**Try it**: How many lines in the records below contain "enum"? Answer with the number alone.

**Stored items**:
※

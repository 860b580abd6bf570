//! Framed records exchanged with the injected hook.
//!
//! Two call shapes cross the boundary, plus a parameterless notice:
//!
//! - pre-call:  `target:u64 | opcode:u32 | flags:u32 | uid:u32 | pid:i32 | len:u64 | payload`
//! - post-call: `target:u64 | opcode:u32 | flags:u32 | uid:u32 | pid:i32 | result:i32 |
//!   len:u64 | payload | reply_len:u64 | reply`
//! - interceptor-replaced: empty body
//!
//! Decisions travel back as an `i32` tag followed by variant fields:
//! `1` pass through, `2` continue, `3` override response (`code:i32 | len:u64 | bytes`),
//! `4` override request (`len:u64 | bytes`).
//!
//! All integers are little-endian. A zero-length block decodes to an empty
//! `Vec` without allocating.

use thiserror::Error;

pub const RECORD_PRE_CALL: u32 = 1;
pub const RECORD_POST_CALL: u32 = 2;
pub const RECORD_INTERCEPTOR_REPLACED: u32 = 3;

const TAG_PASS_THROUGH: i32 = 1;
const TAG_CONTINUE: i32 = 2;
const TAG_OVERRIDE_RESPONSE: i32 = 3;
const TAG_OVERRIDE_REQUEST: i32 = 4;

#[derive(Debug, Error, Clone, PartialEq, Eq)]
pub enum FramingError {
    #[error("record truncated: need {needed} bytes at offset {offset}, {available} available")]
    Truncated {
        offset: usize,
        needed: usize,
        available: usize,
    },
    #[error("block length {len} exceeds the {remaining} bytes left in the record")]
    BlockTooLong { len: u64, remaining: usize },
    #[error("unknown record kind {0}")]
    UnknownKind(u32),
    #[error("unknown decision tag {0}")]
    UnknownDecision(i32),
    #[error("{0} trailing bytes after record")]
    Trailing(usize),
}

/// Caller attached to an intercepted call by the transport.
#[derive(Clone, Copy, Debug, PartialEq, Eq, Hash)]
pub struct Identity {
    pub uid: u32,
    pub pid: i32,
}

impl Identity {
    pub fn new(uid: u32, pid: i32) -> Self {
        Self { uid, pid }
    }
}

#[derive(Clone, Copy, Debug, PartialEq, Eq)]
pub enum Phase {
    Pre,
    Post,
}

#[derive(Clone, Debug, PartialEq, Eq)]
pub struct InterceptedCall {
    pub target: u64,
    pub opcode: u32,
    pub flags: u32,
    pub identity: Identity,
    pub payload: Vec<u8>,
    /// Reply produced by the real backend. `None` when it produced no data.
    pub prior_reply: Option<Vec<u8>>,
    /// Status returned by the real backend; present only on post-call records.
    pub prior_result: Option<i32>,
}

impl InterceptedCall {
    pub fn pre(target: u64, opcode: u32, identity: Identity, payload: Vec<u8>) -> Self {
        Self {
            target,
            opcode,
            flags: 0,
            identity,
            payload,
            prior_reply: None,
            prior_result: None,
        }
    }

    pub fn post(
        target: u64,
        opcode: u32,
        identity: Identity,
        payload: Vec<u8>,
        result: i32,
        reply: Option<Vec<u8>>,
    ) -> Self {
        Self {
            target,
            opcode,
            flags: 0,
            identity,
            payload,
            prior_reply: reply,
            prior_result: Some(result),
        }
    }

    pub fn phase(&self) -> Phase {
        if self.prior_result.is_some() {
            Phase::Post
        } else {
            Phase::Pre
        }
    }
}

#[derive(Clone, Debug, PartialEq, Eq)]
pub enum Record {
    PreCall(InterceptedCall),
    PostCall(InterceptedCall),
    InterceptorReplaced,
}

impl Record {
    pub fn kind(&self) -> u32 {
        match self {
            Record::PreCall(_) => RECORD_PRE_CALL,
            Record::PostCall(_) => RECORD_POST_CALL,
            Record::InterceptorReplaced => RECORD_INTERCEPTOR_REPLACED,
        }
    }

    pub fn decode(kind: u32, body: &[u8]) -> Result<Self, FramingError> {
        let mut cursor = 0usize;
        let record = match kind {
            RECORD_PRE_CALL => {
                let (target, opcode, flags, identity) = read_header(body, &mut cursor)?;
                let payload = read_block(body, &mut cursor)?;
                Record::PreCall(InterceptedCall {
                    target,
                    opcode,
                    flags,
                    identity,
                    payload,
                    prior_reply: None,
                    prior_result: None,
                })
            }
            RECORD_POST_CALL => {
                let (target, opcode, flags, identity) = read_header(body, &mut cursor)?;
                let result = read_i32(body, &mut cursor)?;
                let payload = read_block(body, &mut cursor)?;
                let reply = read_block(body, &mut cursor)?;
                Record::PostCall(InterceptedCall {
                    target,
                    opcode,
                    flags,
                    identity,
                    payload,
                    prior_reply: if reply.is_empty() { None } else { Some(reply) },
                    prior_result: Some(result),
                })
            }
            RECORD_INTERCEPTOR_REPLACED => Record::InterceptorReplaced,
            other => return Err(FramingError::UnknownKind(other)),
        };
        if cursor != body.len() {
            return Err(FramingError::Trailing(body.len() - cursor));
        }
        Ok(record)
    }

    pub fn encode(&self) -> Vec<u8> {
        let mut out = Vec::new();
        match self {
            Record::PreCall(call) => {
                write_header(&mut out, call);
                write_block(&mut out, &call.payload);
            }
            Record::PostCall(call) => {
                write_header(&mut out, call);
                out.extend_from_slice(&call.prior_result.unwrap_or(0).to_le_bytes());
                write_block(&mut out, &call.payload);
                write_block(&mut out, call.prior_reply.as_deref().unwrap_or(&[]));
            }
            Record::InterceptorReplaced => {}
        }
        out
    }
}

/// Outcome of one intercepted call. Exactly one is produced per record.
#[derive(Clone, Debug, PartialEq, Eq)]
pub enum Decision {
    PassThrough,
    /// Let the real call proceed unmodified; meaningful only before the call.
    Continue,
    OverrideRequest(Vec<u8>),
    OverrideResponse { code: i32, payload: Vec<u8> },
}

impl Decision {
    pub fn encode(&self) -> Vec<u8> {
        let mut out = Vec::new();
        match self {
            Decision::PassThrough => out.extend_from_slice(&TAG_PASS_THROUGH.to_le_bytes()),
            Decision::Continue => out.extend_from_slice(&TAG_CONTINUE.to_le_bytes()),
            Decision::OverrideResponse { code, payload } => {
                out.extend_from_slice(&TAG_OVERRIDE_RESPONSE.to_le_bytes());
                out.extend_from_slice(&code.to_le_bytes());
                write_block(&mut out, payload);
            }
            Decision::OverrideRequest(payload) => {
                out.extend_from_slice(&TAG_OVERRIDE_REQUEST.to_le_bytes());
                write_block(&mut out, payload);
            }
        }
        out
    }

    pub fn decode(bytes: &[u8]) -> Result<Self, FramingError> {
        let mut cursor = 0usize;
        let decision = match read_i32(bytes, &mut cursor)? {
            TAG_PASS_THROUGH => Decision::PassThrough,
            TAG_CONTINUE => Decision::Continue,
            TAG_OVERRIDE_RESPONSE => {
                let code = read_i32(bytes, &mut cursor)?;
                let payload = read_block(bytes, &mut cursor)?;
                Decision::OverrideResponse { code, payload }
            }
            TAG_OVERRIDE_REQUEST => Decision::OverrideRequest(read_block(bytes, &mut cursor)?),
            other => return Err(FramingError::UnknownDecision(other)),
        };
        if cursor != bytes.len() {
            return Err(FramingError::Trailing(bytes.len() - cursor));
        }
        Ok(decision)
    }

    pub fn is_override(&self) -> bool {
        matches!(
            self,
            Decision::OverrideRequest(_) | Decision::OverrideResponse { .. }
        )
    }
}

fn read_header(
    bytes: &[u8],
    cursor: &mut usize,
) -> Result<(u64, u32, u32, Identity), FramingError> {
    let target = read_u64(bytes, cursor)?;
    let opcode = read_u32(bytes, cursor)?;
    let flags = read_u32(bytes, cursor)?;
    let uid = read_u32(bytes, cursor)?;
    let pid = read_i32(bytes, cursor)?;
    Ok((target, opcode, flags, Identity { uid, pid }))
}

fn write_header(out: &mut Vec<u8>, call: &InterceptedCall) {
    out.extend_from_slice(&call.target.to_le_bytes());
    out.extend_from_slice(&call.opcode.to_le_bytes());
    out.extend_from_slice(&call.flags.to_le_bytes());
    out.extend_from_slice(&call.identity.uid.to_le_bytes());
    out.extend_from_slice(&call.identity.pid.to_le_bytes());
}

pub(crate) fn read_slice<'a>(
    bytes: &'a [u8],
    cursor: &mut usize,
    len: usize,
) -> Result<&'a [u8], FramingError> {
    let available = bytes.len().saturating_sub(*cursor);
    if len > available {
        return Err(FramingError::Truncated {
            offset: *cursor,
            needed: len,
            available,
        });
    }
    let out = &bytes[*cursor..*cursor + len];
    *cursor += len;
    Ok(out)
}

pub(crate) fn read_u32(bytes: &[u8], cursor: &mut usize) -> Result<u32, FramingError> {
    let slice = read_slice(bytes, cursor, 4)?;
    Ok(u32::from_le_bytes([slice[0], slice[1], slice[2], slice[3]]))
}

fn read_i32(bytes: &[u8], cursor: &mut usize) -> Result<i32, FramingError> {
    read_u32(bytes, cursor).map(|v| v as i32)
}

pub(crate) fn read_u64(bytes: &[u8], cursor: &mut usize) -> Result<u64, FramingError> {
    let slice = read_slice(bytes, cursor, 8)?;
    let mut buf = [0u8; 8];
    buf.copy_from_slice(slice);
    Ok(u64::from_le_bytes(buf))
}

fn read_block(bytes: &[u8], cursor: &mut usize) -> Result<Vec<u8>, FramingError> {
    let len = read_u64(bytes, cursor)?;
    if len == 0 {
        return Ok(Vec::new());
    }
    let remaining = bytes.len() - *cursor;
    if len > remaining as u64 {
        return Err(FramingError::BlockTooLong { len, remaining });
    }
    Ok(read_slice(bytes, cursor, len as usize)?.to_vec())
}

fn write_block(out: &mut Vec<u8>, bytes: &[u8]) {
    out.extend_from_slice(&(bytes.len() as u64).to_le_bytes());
    out.extend_from_slice(bytes);
}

※

**Task result**: 4